__What to produce__:
The answer must be every line of the records in which the string "crate" appears.

(Stored data entries)
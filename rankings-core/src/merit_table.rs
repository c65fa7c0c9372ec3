//! Merit Table Parser (C8): parses paginated merit tables into
//! [`StudentRow`]s keyed by salted-hash id.

use scraper::{Html, Selector};
use tracing::{error, warn};

use crate::download::HtmlPage;
use crate::error::{IngestError, Result};
use crate::hash::hash_with_salt;
use crate::model::{CourseStatus, Ranking, StudentRow};
use crate::table::{course_title_location, field_by_index, first_text_fragment};

const STATUS_NOT_ENROLLABLE: &str = "immatricolazione non consentita / enrolment is not possible";

struct ColumnIndexes {
    id: i32,
    result: i32,
    position: i32,
    status: i32,
    ofa_eng: i32,
    ofa_test: i32,
}

fn detect_columns(doc: &Html) -> ColumnIndexes {
    let th_selector = Selector::parse(".TableDati .elenco-campi th").expect("selector literal is valid");

    let mut cols = ColumnIndexes {
        id: -1,
        result: -1,
        position: -1,
        status: -1,
        ofa_eng: -1,
        ofa_test: -1,
    };

    for (i, th) in doc.select(&th_selector).enumerate() {
        let text = first_text_fragment(th).to_lowercase();
        let i = i as i32;
        if text.contains("matricola") {
            cols.id = i;
        } else if text.contains("voto") {
            cols.result = i;
        } else if text.contains("posizione") {
            cols.position = i;
        } else if text.contains("immatricolazione") || text.contains("stato") {
            cols.status = i;
        } else if text.contains("ofa inglese") {
            cols.ofa_eng = i;
        } else if text.contains("ofa test") {
            cols.ofa_test = i;
        }
    }

    cols
}

/// Parses every page of the merit-table family, concurrently, then
/// stable-sorts `ranking.rows` by ascending position and populates
/// `ranking.rows_by_id` for every row with a non-empty id.
pub async fn parse_merit_table(ranking: &mut Ranking, pages: &[HtmlPage]) -> Result<()> {
    let ranking_id = ranking.id.clone();
    let year = ranking.year;

    let mut set = tokio::task::JoinSet::new();
    for page in pages.iter().cloned() {
        let ranking_id = ranking_id.clone();
        set.spawn(async move { parse_merit_table_page(&page.content, year, &ranking_id) });
    }

    let mut rows = Vec::new();
    let mut errors = Vec::new();
    while let Some(joined) = set.join_next().await {
        match joined {
            Ok(Ok(mut page_rows)) => rows.append(&mut page_rows),
            Ok(Err(e)) => errors.push(e.to_string()),
            Err(e) => errors.push(e.to_string()),
        }
    }

    if !errors.is_empty() {
        return Err(IngestError::Parse(format!(
            "error(s) during ranking table parsing:\n{}",
            errors.join("\n")
        )));
    }

    rows.sort_by_key(|r: &StudentRow| r.position);

    for row in &rows {
        if !row.id.is_empty() {
            ranking.rows_by_id.insert(row.id.clone(), row.clone());
        }
    }
    ranking.rows = rows;

    Ok(())
}

fn parse_merit_table_page(html: &[u8], year: u16, ranking_id: &str) -> Result<Vec<StudentRow>> {
    let doc = Html::parse_document(&String::from_utf8_lossy(html));
    let cols = detect_columns(&doc);

    let row_selector = Selector::parse(".TableDati-tbody tr").expect("selector literal is valid");
    let td_selector = Selector::parse("td").expect("selector literal is valid");

    let mut rows = Vec::new();

    for row in doc.select(&row_selector) {
        let items: Vec<String> = row.select(&td_selector).map(|td| td.text().collect::<String>()).collect();
        if items.is_empty() {
            error!(ranking_id, "empty merit table row, skipping");
            continue;
        }

        let mut student = StudentRow::default();

        if let Ok(pos) = field_by_index(&items, cols.position, "0", ranking_id).parse() {
            student.position = pos;
        }

        let raw_id = field_by_index(&items, cols.id, "", ranking_id);
        if raw_id.is_empty() && year > 2020 {
            warn!(ranking_id, position = student.position, "merit row without matricola id");
        }
        if !raw_id.is_empty() {
            student.id = hash_with_salt(&raw_id);
        }

        let result_str = field_by_index(&items, cols.result, "0", ranking_id).replace(',', ".");
        if let Ok(result) = result_str.parse() {
            student.result = result;
        }

        if cols.ofa_eng != -1 {
            student
                .ofa
                .insert("ENG".to_string(), field_by_index(&items, cols.ofa_eng, "No", ranking_id) != "No");
        }
        if cols.ofa_test != -1 {
            student
                .ofa
                .insert("TEST".to_string(), field_by_index(&items, cols.ofa_test, "No", ranking_id) != "No");
        }

        let status_text = field_by_index(&items, cols.status, "", ranking_id);
        if status_text.is_empty() {
            warn!(ranking_id, position = student.position, "merit row without status");
        } else {
            let lower = status_text.to_lowercase();
            student.can_enroll = !lower.contains(STATUS_NOT_ENROLLABLE);

            if student.id.is_empty() && student.can_enroll {
                let parts: Vec<&str> = status_text.split(" - ").collect();
                let course_text = if parts.len() == 2 { parts[1] } else { status_text.as_str() };
                let (title, location) = course_title_location(course_text);
                student.courses.push(CourseStatus {
                    title,
                    location,
                    position: 0,
                    can_enroll: true,
                });
            }
        }

        rows.push(student);
    }

    Ok(rows)
}

#[cfg(test)]
mod tests {
    use super::*;
    use crate::model::School;

    fn sample_html() -> &'static str {
        r#"<table class="TableDati">
            <tr class="elenco-campi">
                <th>Posizione</th><th>Matricola</th><th>Voto</th><th>Stato</th>
            </tr>
        </table>
        <table><tbody class="TableDati-tbody">
            <tr><td>1</td><td>123456</td><td>85,5</td><td>Immatricolazione non consentita / Enrolment is not possible</td></tr>
            <tr><td>2</td><td></td><td>70,0</td><td>Ingegneria Informatica (Milano)</td></tr>
        </tbody></table>"#
    }

    #[tokio::test]
    async fn test_parse_merit_table_builds_rows_and_index() {
        let mut ranking = Ranking::new(
            "2024_20103_html".to_string(),
            School::Engineering,
            2024,
            crate::model::Phase {
                raw: String::new(),
                stripped: String::new(),
                primary: 1,
                secondary: 0,
                language: crate::model::Language::Italian,
                is_extra_eu: false,
            },
        );

        let pages = vec![HtmlPage {
            id: "p1".to_string(),
            content: sample_html().as_bytes().to_vec(),
        }];

        parse_merit_table(&mut ranking, &pages).await.unwrap();

        assert_eq!(ranking.rows.len(), 2);
        assert_eq!(ranking.rows[0].position, 1);
        assert!(!ranking.rows[0].can_enroll);
        assert!(!ranking.rows[0].id.is_empty());
        assert_eq!(ranking.rows_by_id.len(), 1);

        assert!(ranking.rows[1].id.is_empty());
        assert!(ranking.rows[1].can_enroll);
        assert_eq!(ranking.rows[1].courses.len(), 1);
        assert_eq!(ranking.rows[1].courses[0].title, "Ingegneria Informatica");
        assert_eq!(ranking.rows[1].courses[0].location, "Milano");
    }
}
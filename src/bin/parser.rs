use std::path::PathBuf;

use anyhow::Context;
use clap::Parser;
use rankings_ingest::exit_code;

/// Parses downloaded ranking HTML into structured JSON and rebuilds the
/// cross-ranking indexes.
#[derive(Parser)]
#[command(author, version, about, long_about = None)]
struct Cli {
    /// Root directory the archive is read from and written to. Falls
    /// back to a temp directory when omitted.
    #[arg(short, long)]
    data_dir: Option<PathBuf>,
}

#[tokio::main]
async fn main() {
    rankings_ingest::init_logging();

    if let Err(e) = run().await {
        tracing::error!(error = ?e, "parser run failed");
        std::process::exit(exit_code::IO_ERROR);
    }
    std::process::exit(exit_code::OK);
}

async fn run() -> anyhow::Result<()> {
    let cli = Cli::parse();
    let data_dir = rankings_ingest::resolve_data_dir(cli.data_dir);

    rankings_ingest::ensure_dir_exists(&data_dir)
        .await
        .with_context(|| format!("creating data directory {}", data_dir.display()))?;

    let cfg = rankings_core::pipeline::ParseConfig { data_dir: data_dir.clone() };
    rankings_core::pipeline::run_parse_pipeline(&cfg)
        .await
        .context("running parse pipeline")?;

    // manifesti_list.json is an optional input produced by an external
    // collaborator (the manifesti scraper); its absence is not a parse
    // failure, just nothing to regroup yet.
    match rankings_core::manifesti::write_manifesti(&data_dir).await {
        Ok(()) => Ok(()),
        Err(rankings_core::IngestError::Io(e)) if e.kind() == std::io::ErrorKind::NotFound => {
            tracing::warn!("no manifesti list found under data-dir, skipping manifesti grouping");
            Ok(())
        }
        Err(e) => Err(e).context("grouping manifesti"),
    }
}
use crate::batch::{run_publish, run_render, BatchArgs};
use clap::{Args, Parser, Subcommand};
use scrutin_bot::config::AppConfig;
use scrutin_bot::error::AppError;
use scrutin_bot::telemetry;
use std::path::PathBuf;
use tracing::info;

#[derive(Parser, Debug)]
#[command(
    name = "scrutin-bot",
    about = "Summarise Assemblée nationale votes as charts and publish them",
    version
)]
struct Cli {
    /// Directory receiving rendered charts (overrides SCRUTIN_MEDIA_ROOT)
    #[arg(long, global = true)]
    media_root: Option<PathBuf>,
    #[command(subcommand)]
    command: Command,
}

#[derive(Subcommand, Debug)]
enum Command {
    /// Render the charts and print the status text without publishing
    Render(BatchArgs),
    /// Render the charts and publish each vote with a poll reply
    Publish(PublishArgs),
}

#[derive(Args, Debug)]
struct PublishArgs {
    #[command(flatten)]
    batch: BatchArgs,
    /// Log the posts locally instead of sending them, whatever DEBUG says
    #[arg(long)]
    dry_run: bool,
}

pub(crate) fn run() -> Result<(), AppError> {
    let cli = Cli::parse();

    let mut config = if stays_local(&cli.command) {
        AppConfig::load_console()?
    } else {
        AppConfig::load()?
    };
    if let Some(media_root) = cli.media_root {
        config.media.root = media_root;
    }

    telemetry::init(&config.telemetry)?;
    info!(
        ?config.environment,
        media_root = %config.media.root.display(),
        console = config.publishing.is_console(),
        "scrutin bot starting"
    );

    match cli.command {
        Command::Render(args) => run_render(&config, args),
        Command::Publish(args) => run_publish(&config, args.batch),
    }
}

/// Rendering and dry runs never need credentials.
fn stays_local(command: &Command) -> bool {
    matches!(command, Command::Render(_) | Command::Publish(PublishArgs { dry_run: true, .. }))
}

__Answer to the exercise__:
use crate::download::HtmlPage;
use crate::error::{IngestError, Result};
use crate::hash::hash_with_salt;
use crate::model::{CourseStatus, Ranking, StudentRow};
use crate::table::{course_title_location, field_by_index, first_text_fragment};
    use crate::model::School;
            crate::model::Phase {
                language: crate::model::Language::Italian,
use crate::batch::{run_publish, run_render, BatchArgs};
pub(crate) fn run() -> Result<(), AppError> {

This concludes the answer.